Early Education and Care Commissioner Amy Kershaw, who predicted the report will be published in the next month, said Tuesday that findings will delve into the family child care sector and explore how resources across state government -- including housing, workforce development and technology -- can support providers.
"Family child care is such a critical part of the infrastructure," Kershaw told the News Service after a briefing on Beacon Hill. "It's a way to build economic development in a local community. It's an opportunity to support local businesses, and the agency itself has already been sort of creating new and tailored resources to family child care providers. And the task force is very interested in supporting family child care as small businesses, as entrepreneurs and as a way for other families to work."
The Early Education and Child Care Task Force was created through a Gov. Maura Healey executive order last January. Kershaw called it a three-year undertaking that will continue to meet and offer recommendations.
Members are analyzing ways to bolster capacity, improve coordination across state agencies to support families in accessing care, expand workforce development efforts, and identify locations for care centers.
Home-based family child care businesses are embedded in neighborhoods and offer more accessible and culturally competent programming to small groups of children, said Melinda Weber, who leads family child care work at United Way of Massachusetts Bay.
Weber said educators face a bevy of challenges to opening their own businesses, including inadequate housing to host child care programs, lack of startup funding, technology knowledge gaps and unpredictable pay.
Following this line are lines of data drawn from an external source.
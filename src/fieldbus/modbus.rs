// 该文件是 Zhijian （智检） 项目的一部分。
// src/fieldbus/modbus.rs - Modbus/TCP IO 板客户端
//
// 本文件根据 Apache 许可证第 2.0 版（以下简称“许可证”）授权使用；
// 除非遵守该许可证条款，否则您不得使用本文件。
// 您可通过以下网址获取许可证副本：
// http://www.apache.org/licenses/LICENSE-2.0
// 除非适用法律要求或书面同意，根据本许可协议分发的软件均按“原样”提供，
// 不附带任何形式的明示或暗示的保证或条件。
// 有关许可权限与限制的具体条款，请参阅本许可协议。
//
// Copyright (C) 2026 Johann Li <me@qinka.pro>, Wareless Group

use std::io::{Read, Write};
use std::net::{SocketAddr, TcpStream, ToSocketAddrs};
use std::time::Duration;

use tracing::{debug, error, info, warn};
use url::Url;

use crate::{
  FromUrl, FromUrlWithScheme,
  config::PlcSettings,
  fieldbus::{DiscreteIo, INPUT_BITS, IoLinkError},
};

const MODBUS_TIMEOUT: Duration = Duration::from_secs(5);
const MODBUS_CONNECT_RETRIES: u32 = 3;
const MODBUS_DEFAULT_PORT: u16 = 502;
const MBAP_HEADER_LEN: usize = 7;

const FC_READ_DISCRETE_INPUTS: u8 = 0x02;
const FC_WRITE_SINGLE_COIL: u8 = 0x05;
const COIL_ON: u16 = 0xFF00;
const COIL_OFF: u16 = 0x0000;

/// 组装 MBAP 头 + PDU
fn encode_frame(transaction: u16, unit_id: u8, pdu: &[u8]) -> Vec<u8> {
  let mut frame = Vec::with_capacity(MBAP_HEADER_LEN + pdu.len());
  frame.extend_from_slice(&transaction.to_be_bytes());
  frame.extend_from_slice(&0u16.to_be_bytes());
  frame.extend_from_slice(&((pdu.len() + 1) as u16).to_be_bytes());
  frame.push(unit_id);
  frame.extend_from_slice(pdu);
  frame
}

pub(crate) fn encode_read_discrete_inputs(
  transaction: u16,
  unit_id: u8,
  start: u16,
  count: u16,
) -> Vec<u8> {
  let mut pdu = vec![FC_READ_DISCRETE_INPUTS];
  pdu.extend_from_slice(&start.to_be_bytes());
  pdu.extend_from_slice(&count.to_be_bytes());
  encode_frame(transaction, unit_id, &pdu)
}

pub(crate) fn encode_write_single_coil(
  transaction: u16,
  unit_id: u8,
  address: u16,
  value: bool,
) -> Vec<u8> {
  let mut pdu = vec![FC_WRITE_SINGLE_COIL];
  pdu.extend_from_slice(&address.to_be_bytes());
  pdu.extend_from_slice(&(if value { COIL_ON } else { COIL_OFF }).to_be_bytes());
  encode_frame(transaction, unit_id, &pdu)
}

/// 校验响应 MBAP 头与请求一致，返回长度字段
fn check_header(header: &[u8; MBAP_HEADER_LEN], request: &[u8]) -> Result<usize, IoLinkError> {
  if header[0..2] != request[0..2] {
    return Err(IoLinkError::BadResponse("事务号不匹配".to_string()));
  }
  if header[2..4] != [0, 0] {
    return Err(IoLinkError::BadResponse(format!(
      "协议号无效: {:02x?}",
      &header[2..4]
    )));
  }
  if header[6] != request[6] {
    return Err(IoLinkError::BadResponse(format!(
      "单元号不匹配: 期望 {}, 实际 {}",
      request[6], header[6]
    )));
  }
  let length = u16::from_be_bytes([header[4], header[5]]) as usize;
  if length < 2 {
    return Err(IoLinkError::BadResponse(format!("长度字段无效: {}", length)));
  }
  Ok(length)
}

/// 检查响应 PDU 的功能码，异常响应转为错误
fn check_function(pdu: &[u8], function: u8) -> Result<(), IoLinkError> {
  match pdu.first() {
    Some(&f) if f == function => Ok(()),
    Some(&f) if f == function | 0x80 => Err(IoLinkError::Exception {
      function,
      code: pdu.get(1).copied().unwrap_or(0),
    }),
    Some(&f) => Err(IoLinkError::BadResponse(format!(
      "功能码不匹配: 期望 {:#04x}, 实际 {:#04x}",
      function, f
    ))),
    None => Err(IoLinkError::BadResponse("响应为空".to_string())),
  }
}

pub(crate) fn decode_discrete_inputs(pdu: &[u8]) -> Result<[bool; INPUT_BITS], IoLinkError> {
  check_function(pdu, FC_READ_DISCRETE_INPUTS)?;
  let byte_count = *pdu
    .get(1)
    .ok_or_else(|| IoLinkError::BadResponse("缺少字节数".to_string()))? as usize;
  let data = pdu
    .get(2..2 + byte_count)
    .ok_or_else(|| IoLinkError::BadResponse("数据长度不足".to_string()))?;
  let byte = *data
    .first()
    .ok_or_else(|| IoLinkError::BadResponse("没有输入数据".to_string()))?;

  // 低位在前
  let mut bits = [false; INPUT_BITS];
  for (i, bit) in bits.iter_mut().enumerate() {
    *bit = byte & (1 << i) != 0;
  }
  Ok(bits)
}

pub(crate) fn decode_write_single_coil(pdu: &[u8], address: u16, value: bool) -> Result<(), IoLinkError> {
  check_function(pdu, FC_WRITE_SINGLE_COIL)?;
  let mut expected = vec![FC_WRITE_SINGLE_COIL];
  expected.extend_from_slice(&address.to_be_bytes());
  expected.extend_from_slice(&(if value { COIL_ON } else { COIL_OFF }).to_be_bytes());
  if pdu != expected.as_slice() {
    return Err(IoLinkError::BadResponse(format!("写线圈回显不一致: {:02x?}", pdu)));
  }
  Ok(())
}

/// Modbus/TCP IO 板客户端
///
/// 连接在首次读写时建立，出错后断开，下次读写时重连。
pub struct ModbusTcpClient {
  host: String,
  port: u16,
  unit_id: u8,
  timeout: Duration,
  retries: u32,
  transaction: u16,
  stream: Option<TcpStream>,
}

impl FromUrlWithScheme for ModbusTcpClient {
  const SCHEME: &'static str = "modbus";
}

impl FromUrl for ModbusTcpClient {
  type Error = IoLinkError;

  fn from_url(url: &Url) -> Result<Self, Self::Error> {
    if url.scheme() != Self::SCHEME {
      return Err(IoLinkError::BadResponse(format!(
        "期望方案 '{}', 实际 '{}'",
        Self::SCHEME,
        url.scheme()
      )));
    }
    let host = url
      .host_str()
      .ok_or_else(|| IoLinkError::ConnectFailed(url.to_string()))?;
    let unit_id = url
      .query_pairs()
      .find(|(k, _)| k == "unit")
      .and_then(|(_, v)| v.parse().ok())
      .unwrap_or(1);
    Ok(Self::new(host, url.port().unwrap_or(MODBUS_DEFAULT_PORT), unit_id))
  }
}

impl ModbusTcpClient {
  pub fn new(host: impl Into<String>, port: u16, unit_id: u8) -> Self {
    Self {
      host: host.into(),
      port,
      unit_id,
      timeout: MODBUS_TIMEOUT,
      retries: MODBUS_CONNECT_RETRIES,
      transaction: 0,
      stream: None,
    }
  }

  pub fn from_settings(settings: &PlcSettings) -> Self {
    Self::new(settings.ip.clone(), settings.port, settings.unit_id)
  }

  pub fn with_timeout(mut self, timeout: Duration) -> Self {
    self.timeout = timeout;
    self
  }

  fn endpoint(&self) -> String {
    format!("{}:{}", self.host, self.port)
  }

  fn resolve(&self) -> Option<SocketAddr> {
    (self.host.as_str(), self.port)
      .to_socket_addrs()
      .ok()
      .and_then(|mut addrs| addrs.next())
  }

  fn open_stream(&self) -> Result<TcpStream, IoLinkError> {
    let addr = self
      .resolve()
      .ok_or_else(|| IoLinkError::ConnectFailed(self.endpoint()))?;

    for attempt in 1..=self.retries {
      match TcpStream::connect_timeout(&addr, self.timeout) {
        Ok(stream) => {
          stream.set_read_timeout(Some(self.timeout))?;
          stream.set_write_timeout(Some(self.timeout))?;
          stream.set_nodelay(true)?;
          info!("已连接到 IO 板 {}", addr);
          return Ok(stream);
        }
        Err(e) => warn!("连接 IO 板 {} 失败 ({}/{}): {}", addr, attempt, self.retries, e),
      }
    }
    Err(IoLinkError::ConnectFailed(self.endpoint()))
  }

  fn next_transaction(&mut self) -> u16 {
    self.transaction = self.transaction.wrapping_add(1);
    self.transaction
  }

  /// 发送一帧请求并返回响应 PDU
  fn exchange(&mut self, request: &[u8]) -> Result<Vec<u8>, IoLinkError> {
    if self.stream.is_none() {
      self.stream = Some(self.open_stream()?);
    }
    let result = match self.stream.as_mut() {
      Some(stream) => Self::round_trip(stream, request),
      None => Err(IoLinkError::ConnectFailed(self.endpoint())),
    };
    if result.is_err() {
      // 出错后连接状态未知，丢弃
      self.stream = None;
    }
    result
  }

  fn round_trip(stream: &mut TcpStream, request: &[u8]) -> Result<Vec<u8>, IoLinkError> {
    stream.write_all(request)?;

    let mut header = [0u8; MBAP_HEADER_LEN];
    stream.read_exact(&mut header)?;
    let length = check_header(&header, request)?;
    let mut pdu = vec![0u8; length - 1];
    stream.read_exact(&mut pdu)?;
    debug!("IO 板响应: {:02x?}", pdu);
    Ok(pdu)
  }
}

impl DiscreteIo for ModbusTcpClient {
  fn connect(&mut self) -> bool {
    if self.stream.is_some() {
      return true;
    }
    match self.open_stream() {
      Ok(stream) => {
        self.stream = Some(stream);
        true
      }
      Err(e) => {
        error!("{}", e);
        false
      }
    }
  }

  fn read_bits(&mut self) -> Result<[bool; INPUT_BITS], IoLinkError> {
    let transaction = self.next_transaction();
    let request = encode_read_discrete_inputs(transaction, self.unit_id, 0, INPUT_BITS as u16);
    let pdu = self.exchange(&request)?;
    decode_discrete_inputs(&pdu)
  }

  fn write_bit(&mut self, address: u16, value: bool) -> Result<(), IoLinkError> {
    let transaction = self.next_transaction();
    let request = encode_write_single_coil(transaction, self.unit_id, address, value);
    let pdu = self.exchange(&request)?;
    decode_write_single_coil(&pdu, address, value)?;
    debug!("成功写入值 {} 到 IO 板输出位 DO{}", value, address);
    Ok(())
  }

  fn close(&mut self) {
    if let Some(stream) = self.stream.take() {
      let _ = stream.shutdown(std::net::Shutdown::Both);
    }
  }
}

impl Drop for ModbusTcpClient {
  fn drop(&mut self) {
    self.close();
  }
}
// 该文件是 Zhijian （智检） 项目的一部分。
// src/logging.rs - 日志文件
//
// 本文件根据 Apache 许可证第 2.0 版（以下简称“许可证”）授权使用；
// 除非遵守该许可证条款，否则您不得使用本文件。
// 您可通过以下网址获取许可证副本：
// http://www.apache.org/licenses/LICENSE-2.0
// 除非适用法律要求或书面同意，根据本许可协议分发的软件均按“原样”提供，
// 不附带任何形式的明示或暗示的保证或条件。
// 有关许可权限与限制的具体条款，请参阅本许可协议。
//
// Copyright (C) 2026 Johann Li <me@qinka.pro>, Wareless Group

use tracing_appender::rolling::{RollingFileAppender, Rotation};

use crate::config::{ConfigError, LoggingSettings};

pub const LOG_FILE_PREFIX: &str = "app";
pub const LOG_FILE_SUFFIX: &str = "log";

/// 按天滚动的日志文件，超出保留个数的旧文件被删除
pub fn file_appender(settings: &LoggingSettings) -> Result<RollingFileAppender, ConfigError> {
  std::fs::create_dir_all(&settings.dir).map_err(|e| ConfigError::io(&settings.dir, e))?;
  RollingFileAppender::builder()
    .rotation(Rotation::DAILY)
    .filename_prefix(LOG_FILE_PREFIX)
    .filename_suffix(LOG_FILE_SUFFIX)
    .max_log_files(settings.keep_files)
    .build(&settings.dir)
    .map_err(|e| {
      ConfigError::Invalid(format!(
        "无法创建日志文件 {}: {}",
        settings.dir.display(),
        e
      ))
    })
}
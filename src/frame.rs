// 该文件是 Zhijian （智检） 项目的一部分。
// src/frame.rs - 带时间戳的采集帧
//
// 本文件根据 Apache 许可证第 2.0 版（以下简称“许可证”）授权使用；
// 除非遵守该许可证条款，否则您不得使用本文件。
// 您可通过以下网址获取许可证副本：
// http://www.apache.org/licenses/LICENSE-2.0
// 除非适用法律要求或书面同意，根据本许可协议分发的软件均按“原样”提供，
// 不附带任何形式的明示或暗示的保证或条件。
// 有关许可权限与限制的具体条款，请参阅本许可协议。
//
// Copyright (C) 2026 Johann Li <me@qinka.pro>, Wareless Group

use std::sync::Arc;

use chrono::{DateTime, Local};
use image::RgbImage;

/// 时间戳文本格式，用于文件命名，例如 `20250101_083000`
pub const TIMESTAMP_FORMAT: &str = "%Y%m%d_%H%M%S";

/// 日期目录格式，例如 `2025-01-01`
pub const DATE_DIR_FORMAT: &str = "%Y-%m-%d";

/// 一次采集得到的图像及其采集时间
///
/// 图像以 `Arc` 持有，缓存为“最近一帧”和发往预览时都不必复制像素。
#[derive(Debug, Clone)]
pub struct Frame {
  image: Arc<RgbImage>,
  captured_at: DateTime<Local>,
}

impl Frame {
  pub fn new(image: RgbImage, captured_at: DateTime<Local>) -> Self {
    Self {
      image: Arc::new(image),
      captured_at,
    }
  }

  /// 以当前时间作为采集时间
  pub fn now(image: RgbImage) -> Self {
    Self::new(image, Local::now())
  }

  pub fn image(&self) -> &RgbImage {
    &self.image
  }

  pub fn shared_image(&self) -> Arc<RgbImage> {
    Arc::clone(&self.image)
  }

  pub fn captured_at(&self) -> DateTime<Local> {
    self.captured_at
  }

  pub fn timestamp(&self) -> String {
    self.captured_at.format(TIMESTAMP_FORMAT).to_string()
  }

  pub fn width(&self) -> u32 {
    self.image.width()
  }

  pub fn height(&self) -> u32 {
    self.image.height()
  }
}

impl From<RgbImage> for Frame {
  fn from(image: RgbImage) -> Self {
    Frame::now(image)
  }
}

#[cfg(test)]
mod tests {
  use super::*;
  use chrono::TimeZone;

  #[test]
  fn timestamp_uses_capture_time() {
    let at = Local.with_ymd_and_hms(2025, 1, 31, 15, 3, 22).unwrap();
    let frame = Frame::new(RgbImage::new(4, 2), at);
    assert_eq!(frame.timestamp(), "20250131_150322");
    assert_eq!((frame.width(), frame.height()), (4, 2));
  }
}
Educators with unfilled slots can lose out on thousands of dollars, she said.
She highlighted United Way's "Shared Services" initiative that has trained more than 2,000 providers and educators, and created 106 new businesses. Funded with public and private sources, the initiative offers licensing support, business training, and workshops on screening children for developmental delays.
As United Way looks to scale its approach, Weber and her colleagues broadly called on Healey and lawmakers to provide a dedicated funding stream to ensure family child care providers can access business training, technical assistance and retirement planning services.
"Essentially, we're chasing funding. There is no unified funding for these supports across the commonwealth," Weber told the News Service.
The task force report will help advocates and policymakers zero in on funding needs, said Christi Staples, senior vice president of policy and government relations at United Way.
"We're planting the seeds for future budgetary asks," said Staples, who acknowledged the funding appeal may not materialize this year due to the "fiscal climate."
Beacon Hill has steered substantial new funding and policy incentives toward early education and child care in recent years. Revenues from the new income surtax on wealthier households have created a large new pool of money for investments across the education sector, but softening non-surtax revenues have created concerns.
Weber urged the state to maintain level funding for Commonwealth Cares for Children (C3) grants -- which received $475 million in the fiscal 2025 budget -- in the upcoming budget cycle. Weber called the money a "godsend," particularly in vulnerable communities where providers grapple with fluctuating enrollments.
Kershaw offered no budget promises Tuesday, but she did praise the Shared Services program at United Way.
"You've done something really important for the rest of us, which is learn about what you did and help share those learnings, so that those of us who are in the field -- whether it's in philanthropy, or at the city level or at the state level, or economic development -- can learn from what you have done and take those things to scale," Kershaw said at the briefing.